A time of distress has come,
one which hasn’t happened
from the time you became a nation
till that time.
Your¹ people will escape at that time;
all who were found written in the book.
2Many who are sleeping in the earth’s dust—
some of these will awake to eternal life,
and some of these to eternal shame and contempt.
3“The wise will shine like the bright sky,
the many righteous like the stars forever and ever.”

Daniel was then ordered to stop writing and seal his scroll till the End Times. Da 12.4 Which is clearly not the scroll we’re currently reading, since it wasn’t sealed, and people were reading it in Jesus’s day, and basing wonky End Times theories on it. Most interpreters figure Daniel’s sealed scroll is meant to be the one the Lamb unseals at the beginning of Revelation—and even then the heavenly host don’t read it to us; the Lamb unseals it and John gets a freaky vision every time another seal is opened.

But I digress. It’s advent, and I’m writing about resurrection, so I wanna zoom in on verse 2, where Daniel describes what’s basically a resurrection. “Many who are sleeping in the earth’s dust,” i.e. the dead, will be raised either to eternal life or eternal misery. Christians presume the miserable are headed for hell, and the rest are headed for New Jerusalem. And that’s how the End Times end.

After Michael stands.

Though Daniel identifies Michael only as a great leader of Israel, Da 10.13, 21 Jesus’s brother Jude identifies Michael as a head angel (Greek ἀρχάγγελος/arhángelos), Ju 1.9 and John describes Michael and its angels fighting the dragon and its angels. Rv 12.7 So Michael appears to be an angel, which is why I keep calling it “it”—angels are spirits and have no gender. Doesn’t matter if some of ’em look like men; you know that weird uncanny-valley feeling you have whenever you see an AI drawing, or a robot which creepily doesn’t look enough like a man? There’s a reason humans have that feeling built into us: There have always been man-like creatures out there who are not men.

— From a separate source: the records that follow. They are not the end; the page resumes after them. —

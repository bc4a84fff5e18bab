use std::path::Path;
use std::sync::{Mutex, MutexGuard};

use super::Store;

/// RocksDB backend. Every write goes through `write_lock` so the
/// read-then-write operations stay atomic.
pub struct RocksDB {
    db: rocksdb::DB,
    write_lock: Mutex<()>,
}

impl RocksDB {
    pub fn open(path: impl AsRef<Path>) -> anyhow::Result<Self> {
        let mut options = rocksdb::Options::default();
        options.set_compression_type(rocksdb::DBCompressionType::Lz4);
        options.increase_parallelism(2);
        options.set_max_background_jobs(4);
        options.create_if_missing(true);

        let db = rocksdb::DB::open(&options, path.as_ref())?;
        tracing::info!("Opened RocksDB store at {}", path.as_ref().display());

        Ok(Self {
            db,
            write_lock: Mutex::new(()),
        })
    }

    fn lock(&self) -> anyhow::Result<MutexGuard<'_, ()>> {
        self.write_lock
            .lock()
            .map_err(|_| anyhow::anyhow!("rocksdb write lock poisoned"))
    }
}

impl Store for RocksDB {
    type Iter<'a> = RocksDBIter<'a>;

    fn put(&self, key: &[u8], value: &[u8]) -> anyhow::Result<()> {
        let _guard = self.lock()?;
        self.db.put(key, value).map_err(Into::into)
    }

    fn put_if_absent(&self, key: &[u8], value: &[u8]) -> anyhow::Result<bool> {
        let _guard = self.lock()?;
        if self.db.get_pinned(key)?.is_some() {
            return Ok(false);
        }
        self.db.put(key, value)?;
        Ok(true)
    }

    fn update(
        &self,
        key: &[u8],
        f: &mut dyn FnMut(&[u8]) -> anyhow::Result<Option<Vec<u8>>>,
    ) -> anyhow::Result<bool> {
        let _guard = self.lock()?;
        let Some(current) = self.db.get(key)? else {
            return Ok(false);
        };
        match f(&current)? {
            Some(next) => {
                self.db.put(key, next)?;
                Ok(true)
            }
            None => Ok(false),
        }
    }

    fn get(&self, key: &[u8]) -> anyhow::Result<Option<Vec<u8>>> {
        self.db.get(key).map_err(Into::into)
    }

    fn delete(&self, key: &[u8]) -> anyhow::Result<()> {
        let _guard = self.lock()?;
        self.db.delete(key).map_err(Into::into)
    }

    fn iter<'a>(&'a self, prefix: &[u8]) -> Self::Iter<'a> {
        let mut db_iter = self.db.raw_iterator();
        db_iter.seek(prefix);
        RocksDBIter {
            db_iter,
            prefix: prefix.to_vec(),
        }
    }
}

/// Walks keys from the seek position and stops at the first key outside the prefix.
pub struct RocksDBIter<'a> {
    db_iter: rocksdb::DBRawIterator<'a>,
    prefix: Vec<u8>,
}

impl<'a> Iterator for RocksDBIter<'a> {
    type Item = (Box<[u8]>, Box<[u8]>);

    fn next(&mut self) -> Option<Self::Item> {
        if !self.db_iter.valid() {
            return None;
        }

        let (key, value) = self.db_iter.item()?;
        if !key.starts_with(&self.prefix) {
            return None;
        }

        let (key, value) = (
            key.to_vec().into_boxed_slice(),
            value.to_vec().into_boxed_slice(),
        );
        self.db_iter.next();

        Some((key, value))
    }
}
use std::sync::Arc;

use crate::feed::FeedSource;
use crate::pipeline::{CycleReport, Pipeline};
use crate::store::Store;

/// Drives one feed forever: a cycle, then a sleep for the source's interval.
/// Cycles of the same source never overlap.
pub struct SourcePoller<S: Store> {
    source: FeedSource,
    pipeline: Arc<Pipeline<S>>,
}

impl<S: Store> Clone for SourcePoller<S> {
    fn clone(&self) -> Self {
        Self {
            source: self.source.clone(),
            pipeline: Arc::clone(&self.pipeline),
        }
    }
}

impl<S: Store> SourcePoller<S> {
    pub fn new(source: FeedSource, pipeline: Arc<Pipeline<S>>) -> Self {
        Self { source, pipeline }
    }

    pub fn source(&self) -> &FeedSource {
        &self.source
    }

    /// Runs one cycle and logs its outcome. Never fails.
    pub async fn poll_once(&self) -> Option<CycleReport> {
        match self.pipeline.run_cycle(&self.source).await {
            Ok(report) => {
                tracing::debug!(
                    source = %self.source.name,
                    entries = report.entries,
                    invalid = report.invalid,
                    published = report.published.len(),
                    "Poll cycle finished"
                );
                Some(report)
            }
            Err(e) => {
                tracing::error!(source = %self.source.name, error = %e, "Error while processing feed");
                None
            }
        }
    }

    pub async fn run(self) {
        tracing::info!(
            source = %self.source.name,
            url = %self.source.url,
            interval = ?self.source.interval,
            "Starting source poller"
        );

        loop {
            self.poll_once().await;
            tokio::time::sleep(self.source.interval).await;
        }
    }
}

We don’t know Michael’s duties. Jewish and Christian myths abound, and make it sound like it’s God’s chief general in the war against evil. Maybe that’s what Michael does; more likely that’s what it did, at one time, but we don’t know what it currently does. I know plenty of Catholics who call it “St. Michael” and keep praying to it to defend them; I’m pretty sure its response would be, “You wouldn’t be so helpless if you’d fight temptation for once!”

Anyway at some point Israel’s gonna have a time of distress (Hebrew צָרָ֔ה/chará, “need, distress, anxiety, rivalry”) worse than it’s experienced before. Notice it says distress, not tribulation—so it doesn’t automatically mean a crisis as great as the Babylonian Exile, Jewish-Roman War, or the Holocaust. It could mean that, but it doesn’t have to mean that, despite what your favorite prognosticators claim. It’s gonna be something which makes Michael take a stand with Israel, and having a mighty head angel on your side should be a great comfort.

And in that same verse, Gabriel points out Israel will escape. Well, those of Israel who are written in the book. Which book? The book of the faithful, Da 10.21 also called the book of truth and, in the New Testament, the book of life. These’d be the people who stuck with God throughout. They get to inherit eternal life. The others, not so much.

Has this time of distress happened yet, or is it meant to happen in the future?—is it some future great tribulation, in which the Beast runs amok and persecutes Christians? I believe in a preterist interpretation of the End, so I would say it’s happened already, and there are plenty of historical crises Israel has suffered which can easily fulfill this prophecy. Israel’s suffered a lot! I see no reason Jesus can’t return at any time, and fulfill the rest of this prophecy. The sooner the better.

But of course fearful prognosticators are gonna insist the worst is yet to come, and that Israel just hasn’t suffered enough. You’ll hear plenty from them. Ignore them and focus on Jesus.